Problem description: Please filter the entries for the word "member" and copy every line that has it.

Recorded information:

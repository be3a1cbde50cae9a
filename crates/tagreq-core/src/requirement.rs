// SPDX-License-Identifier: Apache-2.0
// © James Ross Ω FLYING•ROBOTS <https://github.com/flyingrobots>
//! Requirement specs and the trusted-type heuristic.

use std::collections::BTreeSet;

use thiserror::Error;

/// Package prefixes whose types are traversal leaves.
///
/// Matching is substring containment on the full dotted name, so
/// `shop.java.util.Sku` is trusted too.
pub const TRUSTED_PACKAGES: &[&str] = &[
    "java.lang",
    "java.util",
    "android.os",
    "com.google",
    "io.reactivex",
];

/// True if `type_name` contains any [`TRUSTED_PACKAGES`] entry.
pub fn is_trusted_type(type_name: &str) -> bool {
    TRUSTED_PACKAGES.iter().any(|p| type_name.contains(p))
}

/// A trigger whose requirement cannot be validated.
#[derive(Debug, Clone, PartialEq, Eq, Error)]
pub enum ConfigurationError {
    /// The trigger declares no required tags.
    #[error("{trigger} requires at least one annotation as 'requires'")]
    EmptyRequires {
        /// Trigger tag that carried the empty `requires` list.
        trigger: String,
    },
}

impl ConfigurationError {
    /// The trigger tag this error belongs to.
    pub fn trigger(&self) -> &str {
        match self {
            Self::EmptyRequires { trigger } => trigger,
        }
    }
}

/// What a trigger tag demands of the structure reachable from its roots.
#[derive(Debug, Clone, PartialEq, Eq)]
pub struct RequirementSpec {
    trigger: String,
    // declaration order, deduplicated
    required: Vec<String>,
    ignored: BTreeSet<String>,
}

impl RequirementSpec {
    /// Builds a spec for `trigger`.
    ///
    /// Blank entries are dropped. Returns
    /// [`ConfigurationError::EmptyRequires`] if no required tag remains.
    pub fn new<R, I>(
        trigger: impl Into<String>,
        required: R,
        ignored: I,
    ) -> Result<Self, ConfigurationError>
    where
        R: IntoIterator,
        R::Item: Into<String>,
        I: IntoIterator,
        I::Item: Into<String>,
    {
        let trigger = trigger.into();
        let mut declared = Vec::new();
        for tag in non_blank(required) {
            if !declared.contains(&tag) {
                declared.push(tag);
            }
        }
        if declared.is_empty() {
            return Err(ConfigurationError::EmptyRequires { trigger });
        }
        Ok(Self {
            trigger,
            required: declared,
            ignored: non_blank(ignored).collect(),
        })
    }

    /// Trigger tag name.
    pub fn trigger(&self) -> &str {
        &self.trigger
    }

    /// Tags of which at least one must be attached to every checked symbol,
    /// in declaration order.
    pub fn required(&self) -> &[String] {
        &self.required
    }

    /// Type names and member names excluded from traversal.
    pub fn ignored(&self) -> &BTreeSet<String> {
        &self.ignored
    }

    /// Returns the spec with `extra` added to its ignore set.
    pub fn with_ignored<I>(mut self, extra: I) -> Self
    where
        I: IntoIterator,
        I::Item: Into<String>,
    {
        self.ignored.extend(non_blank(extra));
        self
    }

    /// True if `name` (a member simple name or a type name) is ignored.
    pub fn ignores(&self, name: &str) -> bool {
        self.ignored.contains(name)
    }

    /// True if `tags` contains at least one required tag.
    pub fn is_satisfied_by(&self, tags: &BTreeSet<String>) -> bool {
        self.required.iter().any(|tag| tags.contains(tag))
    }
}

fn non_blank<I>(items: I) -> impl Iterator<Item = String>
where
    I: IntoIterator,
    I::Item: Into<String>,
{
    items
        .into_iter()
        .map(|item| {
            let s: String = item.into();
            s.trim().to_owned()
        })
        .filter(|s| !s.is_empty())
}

Problem solution:
    /// Type names and member names excluded from traversal.
    /// True if `name` (a member simple name or a type name) is ignored.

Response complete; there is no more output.